Dead people

Comments (8)

I am on autopsy rotation right now. It is a very intense and weird experience. Being around dead people. Seeing their faces, their haircuts, their cute little painted toenails, the evidence of them in the world leading lives surrounded by loved ones. This is my second autopsy rotation this year, and what strikes me is actually how much less it affects me now. Seeing a dead person is not shocking or suprsising. I can walk into the autopsy suite and have a casual discussion about weekend plans with someone without even referencing the dead person in the room. I can cut into their flesh without the pangs of emotion, the heavy feeling of "whoa. this is a big deal. i can't believe I'm doing this." It doesn't get to me anymore.

Does that mean I'm dying inside? How ironic- i'm spending all this time with the recently deceased when really I am the one whose soul is dead? Naw, not really.

You just get used to it.

The thing that takes the most work on this rotation is acutally going through the person's chart. You have to piece together their last waking moments through snippets of hastily scribbled medical notes. Quick three-line entries from doctors, residents, respiratory technicians, nutritionists. You try to figure out what was happening inside that person's body - why did it stop working? And its kind of funny, the notes seem to decrease in number as the patient gets closer to death. Those big time lapses in the chart are filled, in reality, with people scrambling around, IV's going in and out, units of blood given, resucitation attempted. Family members notified.

Those are the weird ones to read: "The operative findings are incompatible with survival. Discussed with husband. Comfort care measures initiated." Straight up. Aka, we discussed with the man sitting anxiously in the waiting room the fact that his wife, the one who he has spent everyday of the last 45 years of his life with, is going to die soon and there's nothing that can be done about it besides keeping her sedated until she goes. Discussed with husband.

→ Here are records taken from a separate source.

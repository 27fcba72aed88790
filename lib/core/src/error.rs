use std::path::PathBuf;
use thiserror::Error;

pub type Result<T> = std::result::Result<T, Error>;

#[derive(Error, Debug)]
pub enum Error {
    #[error("Network error: {0}")]
    Network(String),

    #[error("Malformed source data: {0}")]
    Format(String),

    #[error("Schema error: {0}")]
    Schema(String),

    #[error("Dictionary store not found at {}; run a refresh first", .0.display())]
    StoreNotFound(PathBuf),

    #[error("Dictionary store is corrupted: {0}; run a refresh first")]
    StoreCorruption(String),

    #[error("Storage error: {0}")]
    Storage(String),

    #[error("Metadata error: {0}")]
    Metadata(String),

    #[error("IO error: {0}")]
    Io(#[from] std::io::Error),

    #[error("Serialization error: {0}")]
    Serialization(String),

    #[error("Invalid configuration: {0}")]
    InvalidConfig(String),
}

impl Error {
    /// Whether the caller has to rebuild the cache before retrying.
    #[must_use]
    pub fn requires_refresh(&self) -> bool {
        matches!(self, Error::StoreNotFound(_) | Error::StoreCorruption(_))
    }
}
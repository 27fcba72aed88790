//! Dictionary storage schema
//!
//! Derives the storage layout of a loaded dictionary from the header of
//! the tabular source: one text field per column, plus a hidden shadow
//! field holding the folded form of the source-language column.

use ahash::AHashSet;
use serde::{Deserialize, Serialize};
use slovnik_core::{normalize_term, SCHEMA_VERSION, SHADOW_COLUMN, SOURCE_COLUMN};

const BOM: char = '\u{feff}';

/// Stored name for a raw header cell: BOM and surrounding whitespace
/// removed, lowercased.
pub fn column_key(raw: &str) -> String {
    raw.trim_start_matches(BOM).trim().to_lowercase()
}

/// Storage schema of one loaded dataset.
///
/// Column order follows the source header and is the order cells are
/// stored in. The full-text index covers the original columns only.
#[derive(Debug, Clone, Serialize, Deserialize, PartialEq, Eq)]
pub struct DictionarySchema {
    /// Schema version stamped at build time
    #[serde(default = "default_version")]
    pub version: u32,

    /// Lowercased, trimmed column names in header order
    columns: Vec<String>,

    /// Position of the source-language column, if the header has one
    source_column: Option<usize>,
}

fn default_version() -> u32 {
    1
}

impl DictionarySchema {
    /// Build a schema from raw header names.
    ///
    /// Names are trimmed and lowercased. Duplicates after that step are
    /// rejected rather than silently merged.
    pub fn build<I, S>(column_names: I) -> Result<Self, SchemaError>
    where
        I: IntoIterator<Item = S>,
        S: AsRef<str>,
    {
        let mut columns = Vec::new();
        let mut seen = AHashSet::new();

        for (position, raw) in column_names.into_iter().enumerate() {
            let name = column_key(raw.as_ref());

            if name.is_empty() {
                return Err(SchemaError::EmptyColumnName(position));
            }
            if name == SHADOW_COLUMN {
                return Err(SchemaError::ReservedColumn(name));
            }
            if !seen.insert(name.clone()) {
                return Err(SchemaError::DuplicateColumn(name));
            }
            columns.push(name);
        }

        if columns.is_empty() {
            return Err(SchemaError::EmptySchema);
        }

        let source_column = columns.iter().position(|c| c == SOURCE_COLUMN);

        Ok(Self {
            version: SCHEMA_VERSION,
            columns,
            source_column,
        })
    }

    /// Original columns, in storage order.
    #[inline]
    pub fn columns(&self) -> &[String] {
        &self.columns
    }

    /// Position of a column by its stored name.
    #[inline]
    pub fn column_index(&self, name: &str) -> Option<usize> {
        self.columns.iter().position(|c| c == name)
    }

    /// Position of the source-language column.
    #[inline]
    pub fn source_column(&self) -> Option<usize> {
        self.source_column
    }

    /// Whether rows carry a shadow value.
    #[inline]
    pub fn has_shadow(&self) -> bool {
        self.source_column.is_some()
    }

    /// Shadow value for a row: the lowercased, folded source-language
    /// cell. Empty when the cell is empty or there is no source column.
    pub fn shadow_value(&self, cells: &[String]) -> String {
        self.source_column
            .and_then(|i| cells.get(i))
            .map(|cell| normalize_term(cell))
            .unwrap_or_default()
    }

    /// Every stored field: the original columns, then the shadow field.
    pub fn storage_fields(&self) -> Vec<FieldConfig> {
        let mut fields: Vec<FieldConfig> = self
            .columns
            .iter()
            .map(|name| FieldConfig::text(name))
            .collect();
        if self.has_shadow() {
            fields.push(FieldConfig::shadow());
        }
        fields
    }

    /// Fields mirrored by the full-text index.
    pub fn index_fields(&self) -> Vec<FieldConfig> {
        self.storage_fields()
            .into_iter()
            .filter(|f| f.kind == FieldKind::Text)
            .collect()
    }

    #[inline]
    pub fn is_current(&self) -> bool {
        self.version >= SCHEMA_VERSION
    }
}

/// A single stored field
#[derive(Debug, Clone, Serialize, Deserialize, PartialEq, Eq)]
pub struct FieldConfig {
    pub name: String,

    #[serde(rename = "type")]
    pub kind: FieldKind,
}

impl FieldConfig {
    /// A user-visible column from the source header
    pub fn text(name: &str) -> Self {
        Self {
            name: name.to_string(),
            kind: FieldKind::Text,
        }
    }

    /// The hidden folded copy of the source-language column
    pub fn shadow() -> Self {
        Self {
            name: SHADOW_COLUMN.to_string(),
            kind: FieldKind::Shadow,
        }
    }
}

#[derive(Debug, Clone, Copy, Serialize, Deserialize, PartialEq, Eq)]
#[serde(rename_all = "lowercase")]
pub enum FieldKind {
    /// Raw cell value, searched with the term as typed
    Text,
    /// Folded source-language value, searched with the folded term
    Shadow,
}

/// Errors that can occur while deriving a schema
#[derive(Debug, Clone, PartialEq, Eq, thiserror::Error)]
pub enum SchemaError {
    #[error("Tabular source has no columns")]
    EmptySchema,

    #[error("Column {0} has an empty name")]
    EmptyColumnName(usize),

    #[error("Column '{0}' appears more than once")]
    DuplicateColumn(String),

    #[error("Column name '{0}' is reserved")]
    ReservedColumn(String),
}

impl From<SchemaError> for slovnik_core::Error {
    fn from(e: SchemaError) -> Self {
        slovnik_core::Error::Schema(e.to_string())
    }
}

Dying is intense. It is also very smelly.

| | Comments (8)

8 Comments

whoa. awesome entry, dude. Wow. I feel really moved and also worried (about death). If I die, will you autopsy me? I'd just feel better if I knew you were doing it. I don't want some stranger seeing my secret parts---parts I haven't even seen!! No, if someone is to hold my heart in their hand and squish it around, I want it to be thee.

i was wondering about how a medical person deals with death on a day-to-day basis, and how they would ever be able to reconcile that with their normal lives. but i could imagine that you would just get used to it, like one gets used to doing any other weird thing in your life, without having to make fundamental changes regarding what you know about the world.

dead bodies: you just get used to it!

I think its a lot easier to deal with it from the relatively impersonal view of the autopsy. Yes, its a dead person, and that's kind of weird, but I didn't know them. I never talked to them, or their family, nor do I know anything about their lives other than what's in their chart. Its pretty easy to be objective about a human body if there are no emotions attached.

Everyone looks the same inside. (for the most part)

And you have your list of what you need to do, what organs need to be weighed and sampled, what descriptions need to be made. And the body gets sewn back up (by the autopsy assistants) and wheeled out of sight. Then you are just left with human organs, which is just kind of cool.

Now, if I had been the student or doctor that had worked with the patient and gotten to know them, it would be a lot harder to see them as just a "body."

I have done quite a few autopsies, and i agree - after a while you just get used to th em. Medical school teaches you pretty well how to separate teh living from the dead.

I did a month of pedi path - entirely different. Placental autopsies and "products of conception" bother me a lot more than older people.

Death though, is no big deal. We all will do it, everything that has ever lived except the minute portion that happens to be alive right now has already done it successfully.

i see dead people around there are those alive but have died inside and there are those dead who are resting in peace lucky bastards for the ones who are dead poor cunts for the ones who are alive x x x

Please check some relevant pages about online pharmacy online pharmacy http://www.firstfriends.us/online-pharmacy.html ...

You are invited to check out some information about great games great games http://www.good-poker.com/online-poker.html ...

Leave a comment

About this Entry

This page contains a single entry by published on January 23, 2005 5:37 PM.

Look at my new hat! was the previous entry in this blog.

Crotchety Old Men is the next entry in this blog.

Find recent content on the main index or look in the archives to find all content.